Leaders need to be “flexible enough to pivot” back to coronavirus restrictions, America’s chief medical adviser has warned.
Dr Anthony Fauci, who advises US president Joe Biden, told the BBC’s Sunday Morning programme “we need to be prepared for the possibility” of “a more rigid type of restrictions” should another potentially harmful new variant emerge.
His warning comes as COVID cases, driven by the Omicron subvariant, once again surge around the world.
In England, the latest ONS infection survey - considered the gold standard in assessing the prevalence of COVID in the community - has estimated one in 16 people have the virus.
Meanwhile, there has been a sharp uptick in UK hospital admissions in March, though the number - 2,227 - admitted on Monday is still half the admissions - 4,580 - at the peak of the second wave of the pandemic in January last year.

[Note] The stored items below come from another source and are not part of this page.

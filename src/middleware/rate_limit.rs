use axum::{
    extract::{ConnectInfo, Request, State},
    http::{header, HeaderMap, HeaderName, HeaderValue},
    middleware::Next,
    response::{IntoResponse, Response},
};
use base64::{engine::general_purpose, Engine as _};
use sha2::{Digest, Sha256};
use std::net::SocketAddr;
use std::sync::Arc;
use tracing::warn;

use crate::cache::{Penalty, RateDecision};
use crate::error::ApiError;
use crate::middleware::{bearer_token, verify_token};
use crate::AppState;

static LIMIT: HeaderName = HeaderName::from_static("x-ratelimit-limit");
static REMAINING: HeaderName = HeaderName::from_static("x-ratelimit-remaining");
static RESET: HeaderName = HeaderName::from_static("x-ratelimit-reset");
static PENALTY: HeaderName = HeaderName::from_static("x-ratelimit-penalty");

fn client_ip(headers: &HeaderMap, peer: Option<SocketAddr>) -> String {
    headers
        .get("x-forwarded-for")
        .and_then(|v| v.to_str().ok())
        .and_then(|v| v.split(',').next())
        .or_else(|| headers.get("x-real-ip").and_then(|v| v.to_str().ok()))
        .map(|ip| ip.trim().to_string())
        .filter(|ip| !ip.is_empty())
        .or_else(|| peer.map(|addr| addr.ip().to_string()))
        .unwrap_or_else(|| "127.0.0.1".to_string())
}

/// Short stable digest of the user agent, so clients behind one address
/// do not all share a bucket.
pub fn user_agent_hash(user_agent: &str) -> String {
    let digest = Sha256::digest(user_agent.as_bytes());
    let mut encoded = general_purpose::URL_SAFE_NO_PAD.encode(digest);
    encoded.truncate(12);
    encoded
}

/// Bucket key: the user when the request carries a valid token, otherwise
/// the client address plus user agent.
pub fn client_key(state: &AppState, headers: &HeaderMap, peer: Option<SocketAddr>) -> String {
    if let Some(claims) = bearer_token(headers).and_then(|t| verify_token(&state.config.auth, t).ok()) {
        return format!("user:{}", claims.sub);
    }
    let user_agent = headers
        .get(header::USER_AGENT)
        .and_then(|v| v.to_str().ok())
        .unwrap_or("unknown");
    format!("anon:{}:{}", client_ip(headers, peer), user_agent_hash(user_agent))
}

fn apply_headers(headers: &mut HeaderMap, decision: &RateDecision) {
    let reset_at = chrono::Utc::now().timestamp().max(0) as u64 + decision.reset_secs;
    headers.insert(LIMIT.clone(), HeaderValue::from(decision.limit));
    headers.insert(REMAINING.clone(), HeaderValue::from(decision.remaining));
    headers.insert(RESET.clone(), HeaderValue::from(reset_at));
    if decision.penalty != Penalty::None {
        headers.insert(PENALTY.clone(), HeaderValue::from_static(decision.penalty.as_str()));
    }
}

/// Fixed-window limiter in front of the API. Redis being down lets the
/// request through.
pub async fn rate_limit(State(state): State<Arc<AppState>>, req: Request, next: Next) -> Response {
    if !state.config.features.enable_rate_limiting {
        return next.run(req).await;
    }

    let peer = req.extensions().get::<ConnectInfo<SocketAddr>>().map(|info| info.0);
    let key = client_key(&state, req.headers(), peer);
    let limits = &state.config.rate_limit;

    match state.cache.hit_rate_limit(&key, limits.max_requests, limits.window_secs).await {
        Ok(decision) if !decision.allowed => {
            warn!(
                key = %key,
                path = %req.uri().path(),
                penalty = decision.penalty.as_str(),
                "Rate limit exceeded"
            );
            let retry_after = decision.retry_after.unwrap_or(limits.window_secs);
            let mut response = ApiError::RateLimited { retry_after }.into_response();
            apply_headers(response.headers_mut(), &decision);
            response
        }
        Ok(decision) => {
            let mut response = next.run(req).await;
            apply_headers(response.headers_mut(), &decision);
            response
        }
        Err(e) => {
            warn!("Rate limiter unavailable, letting request through: {:?}", e);
            next.run(req).await
        }
    }
}

#[cfg(test)]
mod tests {
    use super::*;

    #[test]
    fn user_agent_hash_is_short_and_stable() {
        let a = user_agent_hash("Mozilla/5.0");
        assert_eq!(a.len(), 12);
        assert_eq!(a, user_agent_hash("Mozilla/5.0"));
        assert_ne!(a, user_agent_hash("curl/8.0"));
    }

    #[test]
    fn client_ip_prefers_forwarded_headers() {
        let mut headers = HeaderMap::new();
        let peer: SocketAddr = "10.0.0.9:5000".parse().unwrap();
        assert_eq!(client_ip(&headers, Some(peer)), "10.0.0.9");
        assert_eq!(client_ip(&headers, None), "127.0.0.1");

        headers.insert("x-real-ip", HeaderValue::from_static("192.0.2.7"));
        assert_eq!(client_ip(&headers, Some(peer)), "192.0.2.7");

        headers.insert("x-forwarded-for", HeaderValue::from_static("203.0.113.5, 10.0.0.1"));
        assert_eq!(client_ip(&headers, Some(peer)), "203.0.113.5");
    }
}
//! Property tests over the calendar core: normalization, ordering, layer
//! toggling and plan overrides. Everything here is pure; no database.

use caseway_planner::calendar::aggregate::{group_by_day, merge, sort_by_start, LayerSet};
use caseway_planner::calendar::normalize::split_module_code;
use caseway_planner::calendar::overrides::{apply_override, new_override, resolve, revert, OverrideFields};
use caseway_planner::calendar::{DateRange, Layer, Normalize, NormalizedEvent, PlanCatalog, YearKey};
use caseway_planner::models::{PersonalItem, PersonalItemType, Priority};
use chrono::{Days, NaiveDate, TimeZone, Utc};
use proptest::prelude::*;
use uuid::Uuid;

fn catalog() -> PlanCatalog {
    PlanCatalog::from_json(include_str!("../data/plans/durham_llb_2025_26.json")).expect("bundled catalog")
}

fn term_start() -> NaiveDate {
    NaiveDate::from_ymd_opt(2025, 9, 29).unwrap()
}

fn personal_item(day: u64, minute_of_day: u32, all_day: bool, title: String) -> PersonalItem {
    let date = term_start() + Days::new(day);
    let start = Utc.from_utc_datetime(&date.and_hms_opt(minute_of_day / 60, minute_of_day % 60, 0).unwrap());
    PersonalItem {
        id: Uuid::new_v4(),
        user_id: Uuid::nil(),
        title,
        item_type: PersonalItemType::Study,
        start_at: start,
        end_at: None,
        is_all_day: all_day,
        priority: Priority::Medium,
        notes: None,
        completed: false,
        original_plan_id: None,
        tutor: None,
        venue: None,
        is_cancelled: false,
        created_at: start,
        updated_at: start,
    }
}

prop_compose! {
    fn arb_item()(day in 0u64..60, minute in 0u32..1440, all_day in any::<bool>(), title in "[A-Za-z ]{1,30}") -> PersonalItem {
        personal_item(day, minute, all_day, title)
    }
}

fn arb_layers() -> impl Strategy<Value = LayerSet> {
    proptest::sample::subsequence(Layer::ALL.to_vec(), 0..=4)
        .prop_map(|layers| layers.into_iter().fold(LayerSet::none(), LayerSet::with))
}

/// Plan events of the first half of Michaelmas plus a few personal items.
fn mixed_events(items: &[PersonalItem]) -> Vec<NormalizedEvent> {
    let catalog = catalog();
    let plan = catalog.get(YearKey::Year1).unwrap();
    let range = DateRange::new(term_start(), term_start() + Days::new(59)).unwrap();
    merge([plan.events_in(&range), items.iter().map(Normalize::normalize).collect()])
}

#[test]
fn proptest_one_event_per_record() {
    proptest!(|(items in proptest::collection::vec(arb_item(), 0..40))| {
        let events: Vec<NormalizedEvent> = items.iter().map(Normalize::normalize).collect();
        prop_assert_eq!(events.len(), items.len());
        for (item, event) in items.iter().zip(&events) {
            prop_assert_eq!(event.date, item.start_at.date_naive());
            prop_assert_eq!(event.all_day, item.is_all_day);
            prop_assert_eq!(event.start.is_none(), item.is_all_day);
        }
    });
}

#[test]
fn proptest_sort_is_idempotent() {
    proptest!(|(items in proptest::collection::vec(arb_item(), 0..40))| {
        let mut once: Vec<NormalizedEvent> = items.iter().map(Normalize::normalize).collect();
        sort_by_start(&mut once);
        let mut twice = once.clone();
        sort_by_start(&mut twice);
        prop_assert_eq!(&once, &twice);
        prop_assert!(once.windows(2).all(|w| w[0].start <= w[1].start));
    });
}

#[test]
fn proptest_merge_is_ordered_and_unique() {
    proptest!(ProptestConfig::with_cases(32), |(items in proptest::collection::vec(arb_item(), 0..20))| {
        let events = mixed_events(&items);
        prop_assert!(events.windows(2).all(|w| (w[0].date, w[0].start) <= (w[1].date, w[1].start)));

        // feeding the same source twice changes nothing
        let doubled = merge([events.clone(), events.clone()]);
        prop_assert_eq!(doubled, events);
    });
}

#[test]
fn proptest_layer_toggle_is_pure() {
    proptest!(ProptestConfig::with_cases(32), |(
        items in proptest::collection::vec(arb_item(), 0..20),
        layers in arb_layers(),
        layer in proptest::sample::select(Layer::ALL.to_vec()),
    )| {
        let events = mixed_events(&items);
        let before = events.clone();
        let range = DateRange::new(term_start(), term_start() + Days::new(59)).unwrap();

        let shown = group_by_day(&events, &range, &layers);
        let restored = layers.clone().toggle(layer).toggle(layer);
        prop_assert_eq!(&restored, &layers);
        prop_assert_eq!(group_by_day(&events, &range, &restored), shown);
        prop_assert_eq!(events, before);
    });
}

#[test]
fn proptest_override_round_trip() {
    let catalog = catalog();
    let plan = catalog.get(YearKey::Year1).unwrap();
    let range = DateRange::new(term_start(), term_start() + Days::new(120)).unwrap();
    let plan_events = plan.events_in(&range);

    proptest!(|(
        idx in 0..plan_events.len(),
        title in "[A-Za-z ]{0,40}",
        tutor in proptest::option::of("[A-Za-z ]{1,20}"),
        cancelled in any::<bool>(),
    )| {
        let original = plan_events[idx].clone();
        let fields = OverrideFields { title, tutor, venue: None, notes: None, is_cancelled: cancelled };
        let row = new_override(&original, &fields);
        let mut item = personal_item(0, 0, true, row.title.clone());
        item.original_plan_id = row.original_plan_id.clone();
        item.tutor = row.tutor.clone();
        item.is_cancelled = row.is_cancelled;

        let shown = apply_override(original.clone(), &item);
        prop_assert_eq!(&shown.id, &original.id);
        prop_assert_eq!(shown.date, original.date);
        prop_assert_eq!(revert(shown), original.clone());

        let resolved = resolve(vec![original.clone()], std::slice::from_ref(&item));
        prop_assert_eq!(resolved.len(), 1);
        prop_assert_eq!(&resolved[0].id, &original.id);
    });
}

#[test]
fn module_codes_split_from_titles() {
    assert_eq!(
        split_module_code("LAW1091 - UK Constitutional Law"),
        (Some("LAW1091".to_string()), "UK Constitutional Law".to_string())
    );
    assert_eq!(split_module_code("General Seminar"), (None, "General Seminar".to_string()));
}

#[test]
fn plan_weeks_follow_catalog_mondays() {
    let catalog = catalog();
    let plan = catalog.get(YearKey::Year1).unwrap();
    let calendar = plan.calendar();
    for (idx, monday) in plan.term_dates.michaelmas.weeks.iter().enumerate() {
        let position = calendar.position(*monday + Days::new(3)).unwrap();
        assert_eq!(usize::from(position.week), idx + 1);
        assert_eq!(position.week_start, *monday);
    }
}
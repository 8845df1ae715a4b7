use axum::{
    extract::{rejection::QueryRejection, Query, State},
    response::Response,
    routing::get,
    Router,
};
use chrono::{NaiveDate, Utc};
use serde::{Deserialize, Serialize};
use std::sync::Arc;

use crate::calendar::aggregate::filter_layers;
use crate::calendar::normalize::{presentation_type, PresentationType};
use crate::calendar::term::{Milestone, Term, TermPosition, TermProgress};
use crate::calendar::views::{MonthView, WeekView, YearOverview};
use crate::calendar::{group_by_day, DateRange, NormalizedEvent, YearKey};
use crate::controllers::{cached_json, parse_layers, response_cache};
use crate::error::ApiError;
use crate::middleware::AuthUser;
use crate::services::CalendarService;
use crate::AppState;

pub fn routes() -> Router<Arc<AppState>> {
    Router::new()
        .route("/calendar/events", get(list_events))
        .route("/calendar/days", get(list_days))
        .route("/calendar/week", get(week_view))
        .route("/calendar/month", get(month_view))
        .route("/calendar/year", get(year_view))
        .route("/calendar/term", get(term_summary))
}

#[derive(Debug, Deserialize)]
pub struct RangeParams {
    pub from: NaiveDate,
    pub to: NaiveDate,
    pub year: Option<YearKey>,
    pub layers: Option<String>,
}

#[derive(Debug, Deserialize)]
pub struct WeekParams {
    pub date: Option<NaiveDate>,
    pub year: Option<YearKey>,
    pub layers: Option<String>,
}

#[derive(Debug, Deserialize)]
pub struct MonthParams {
    pub year: i32,
    pub month: u32,
    pub plan: Option<YearKey>,
    pub layers: Option<String>,
}

#[derive(Debug, Deserialize)]
pub struct PlanParams {
    pub date: Option<NaiveDate>,
    pub plan: Option<YearKey>,
}

/// Normalized request, used as the response cache key.
#[derive(Debug, Serialize)]
struct ViewKey {
    from: NaiveDate,
    to: NaiveDate,
    year: YearKey,
    layers: String,
}

#[derive(Debug, Serialize)]
struct PlanKey {
    plan: YearKey,
}

#[derive(Debug, Serialize)]
#[serde(rename_all = "camelCase")]
pub struct EventsResponse {
    pub from: NaiveDate,
    pub to: NaiveDate,
    pub year: YearKey,
    pub layers: String,
    pub count: usize,
    pub events: Vec<EventCard>,
}

/// An event plus the card style the client renders it with.
#[derive(Debug, Serialize)]
pub struct EventCard {
    #[serde(flatten)]
    pub event: NormalizedEvent,
    pub presentation: PresentationType,
}

impl From<&NormalizedEvent> for EventCard {
    fn from(event: &NormalizedEvent) -> Self {
        EventCard { presentation: presentation_type(event), event: event.clone() }
    }
}

#[derive(Debug, Serialize)]
#[serde(rename_all = "camelCase")]
pub struct TermSummary {
    pub date: NaiveDate,
    pub term: Option<Term>,
    pub position: Option<TermPosition>,
    pub progress: Option<TermProgress>,
    pub is_exam_period: bool,
    pub milestones: Vec<Milestone>,
}

fn today() -> NaiveDate {
    Utc::now().date_naive()
}

// GET /api/calendar/events
async fn list_events(
    State(state): State<Arc<AppState>>,
    user: AuthUser,
    params: Result<Query<RangeParams>, QueryRejection>,
) -> Result<Response, ApiError> {
    let Query(params) = params?;
    let range = DateRange::new(params.from, params.to)?;
    let layers = parse_layers(params.layers.as_deref())?;
    let year = params.year.unwrap_or(state.config.calendar.default_year);
    let key = ViewKey { from: range.start, to: range.end, year, layers: layers.to_query() };

    cached_json(response_cache(&state), user.user_id, "events", &key, || async {
        let events = CalendarService::new(&state.db, &state.plans)
            .load_events(user.user_id, &range, year)
            .await?;
        let visible: Vec<EventCard> = filter_layers(&events, &layers).into_iter().map(EventCard::from).collect();

        Ok::<_, ApiError>(EventsResponse {
            from: range.start,
            to: range.end,
            year,
            layers: layers.to_query(),
            count: visible.len(),
            events: visible,
        })
    })
    .await
}

// GET /api/calendar/days
async fn list_days(
    State(state): State<Arc<AppState>>,
    user: AuthUser,
    params: Result<Query<RangeParams>, QueryRejection>,
) -> Result<Response, ApiError> {
    let Query(params) = params?;
    let range = DateRange::new(params.from, params.to)?;
    let layers = parse_layers(params.layers.as_deref())?;
    let year = params.year.unwrap_or(state.config.calendar.default_year);
    let key = ViewKey { from: range.start, to: range.end, year, layers: layers.to_query() };

    cached_json(response_cache(&state), user.user_id, "days", &key, || async {
        let events = CalendarService::new(&state.db, &state.plans)
            .load_events(user.user_id, &range, year)
            .await?;
        Ok::<_, ApiError>(group_by_day(&events, &range, &layers))
    })
    .await
}

// GET /api/calendar/week
async fn week_view(
    State(state): State<Arc<AppState>>,
    user: AuthUser,
    params: Result<Query<WeekParams>, QueryRejection>,
) -> Result<Response, ApiError> {
    let Query(params) = params?;
    let range = DateRange::week_of(params.date.unwrap_or_else(today))?;
    let layers = parse_layers(params.layers.as_deref())?;
    let year = params.year.unwrap_or(state.config.calendar.default_year);
    let key = ViewKey { from: range.start, to: range.end, year, layers: layers.to_query() };

    cached_json(response_cache(&state), user.user_id, "week", &key, || async {
        let service = CalendarService::new(&state.db, &state.plans);
        let events = service.load_events(user.user_id, &range, year).await?;
        Ok::<_, ApiError>(WeekView::build(range.start, &events, Some(service.plan(year)?), &layers)?)
    })
    .await
}

// GET /api/calendar/month
async fn month_view(
    State(state): State<Arc<AppState>>,
    user: AuthUser,
    params: Result<Query<MonthParams>, QueryRejection>,
) -> Result<Response, ApiError> {
    let Query(params) = params?;
    let grid = MonthView::grid_range(params.year, params.month)?;
    let layers = parse_layers(params.layers.as_deref())?;
    let year = params.plan.unwrap_or(state.config.calendar.default_year);
    let key = ViewKey { from: grid.start, to: grid.end, year, layers: layers.to_query() };

    cached_json(response_cache(&state), user.user_id, "month", &key, || async {
        let events = CalendarService::new(&state.db, &state.plans)
            .load_events(user.user_id, &grid, year)
            .await?;
        Ok::<_, ApiError>(MonthView::build(params.year, params.month, &events, &layers)?)
    })
    .await
}

// GET /api/calendar/year
async fn year_view(
    State(state): State<Arc<AppState>>,
    user: AuthUser,
    params: Result<Query<PlanParams>, QueryRejection>,
) -> Result<Response, ApiError> {
    let Query(params) = params?;
    let year = params.plan.unwrap_or(state.config.calendar.default_year);

    cached_json(response_cache(&state), user.user_id, "year", &PlanKey { plan: year }, || async {
        let plan = CalendarService::new(&state.db, &state.plans).plan(year)?;
        Ok::<_, ApiError>(YearOverview::build(plan))
    })
    .await
}

// GET /api/calendar/term
async fn term_summary(
    State(state): State<Arc<AppState>>,
    _user: AuthUser,
    params: Result<Query<PlanParams>, QueryRejection>,
) -> Result<axum::Json<TermSummary>, ApiError> {
    let Query(params) = params?;
    let year = params.plan.unwrap_or(state.config.calendar.default_year);
    let date = params.date.unwrap_or_else(today);
    let calendar = CalendarService::new(&state.db, &state.plans).plan(year)?.calendar();

    Ok(axum::Json(TermSummary {
        date,
        term: calendar.term_of(date),
        position: calendar.position(date),
        progress: calendar.progress(date),
        is_exam_period: calendar.is_exam_period(date),
        milestones: calendar.milestones(date),
    }))
}
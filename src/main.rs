use axum::{
    extract::State,
    http::{HeaderValue, StatusCode},
    middleware,
    routing::get,
    Json, Router,
};
use serde_json::json;
use std::net::SocketAddr;
use std::sync::Arc;
use tower_http::cors::{Any, CorsLayer};
use tower_http::trace::TraceLayer;
use tracing::{info, warn};
use tracing_subscriber::{layer::SubscriberExt, util::SubscriberInitExt};

use caseway_planner::{config::Config, controllers, middleware::rate_limit::rate_limit, AppState};

#[global_allocator]
static GLOBAL: mimalloc::MiMalloc = mimalloc::MiMalloc;

fn init_tracing(config: &Config) {
    let filter = tracing_subscriber::EnvFilter::new(&config.app.rust_log);
    let registry = tracing_subscriber::registry().with(filter);
    if config.json_logs() {
        registry.with(tracing_subscriber::fmt::layer().json()).init();
    } else {
        registry.with(tracing_subscriber::fmt::layer()).init();
    }
}

fn cors(config: &Config) -> CorsLayer {
    let origins: Vec<HeaderValue> = config.app.cors_origins.iter().filter_map(|o| o.parse().ok()).collect();
    if origins.is_empty() {
        if config.is_production() {
            warn!("CORS_ORIGINS is empty; allowing any origin in production");
        }
        CorsLayer::new().allow_origin(Any).allow_methods(Any).allow_headers(Any)
    } else {
        CorsLayer::new().allow_origin(origins).allow_methods(Any).allow_headers(Any)
    }
}

async fn health(State(state): State<Arc<AppState>>) -> (StatusCode, Json<serde_json::Value>) {
    let database = state.db.ping().await.is_ok();
    let redis = state.redis.ping().await.is_ok();
    if !database || !redis {
        warn!(database, redis, "Health check degraded");
    }
    let status = if database { StatusCode::OK } else { StatusCode::SERVICE_UNAVAILABLE };
    (status, Json(json!({ "status": if database { "ok" } else { "degraded" }, "database": database, "redis": redis })))
}

#[tokio::main]
async fn main() -> anyhow::Result<()> {
    dotenvy::dotenv().ok();
    let config = Config::from_env()?;
    init_tracing(&config);

    info!("Starting Caseway planner API ({})", config.app.environment);

    let addr: SocketAddr = format!("{}:{}", config.app.host, config.app.port).parse()?;
    let cors = cors(&config);
    let app_state = AppState::new(config).await?;

    let api = controllers::routes().layer(middleware::from_fn_with_state(app_state.clone(), rate_limit));

    let app = Router::new()
        .route("/health", get(health))
        .nest("/api", api)
        .with_state(app_state)
        .layer(cors)
        .layer(TraceLayer::new_for_http());

    info!("Server listening on {}", addr);
    let listener = tokio::net::TcpListener::bind(addr).await?;
    axum::serve(listener, app.into_make_service_with_connect_info::<SocketAddr>()).await?;
    Ok(())
}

And Dr Fauci added the surge "doesn’t appear to be associated with any increase in severity in the form of increased hospitalisations" in the context of eased restrictions.
Boris Johnson dropped all of England's COVID restrictions last month, with the Westminster government now using a “living with COVID” approach. More than 600,000 people will be invited for a booster jab next week.
But Dr Fauci, asked about the possible necessity of future restrictions, warned “we should be prepared”.
“I don’t want to use the word ‘lockdown’ as that has a charged element to it, but I believe that we must keep our eye on the pattern of what we’re seeing with infections right now.
“We need to be prepared for the possibility that we would have another variant that would come along and then things change.
“And if we do get a variance that does give us an uptick in cases and hospitalisation, we should be prepared and flexible enough to pivot towards going back - at least temporarily - to a more rigid type of restrictions, such as requiring masks indoors.”
On what next winter will look like, Dr Fauci added: “I think it’s really unpredictable. This virus has fooled us so often. We really don’t know and I think anyone who says they’re going to predict with any certainty what’s going to happen in the winter I think, is a bit of a stretch.”
Meanwhile, reflecting on COVID restrictions, UK education secretary Nadhim Zahawi has admitted the "mistake" of school closures between March and May 2020 and January and March last year.
Zahawi pledged this would “never again” happen following the disruption caused for millions of pupils.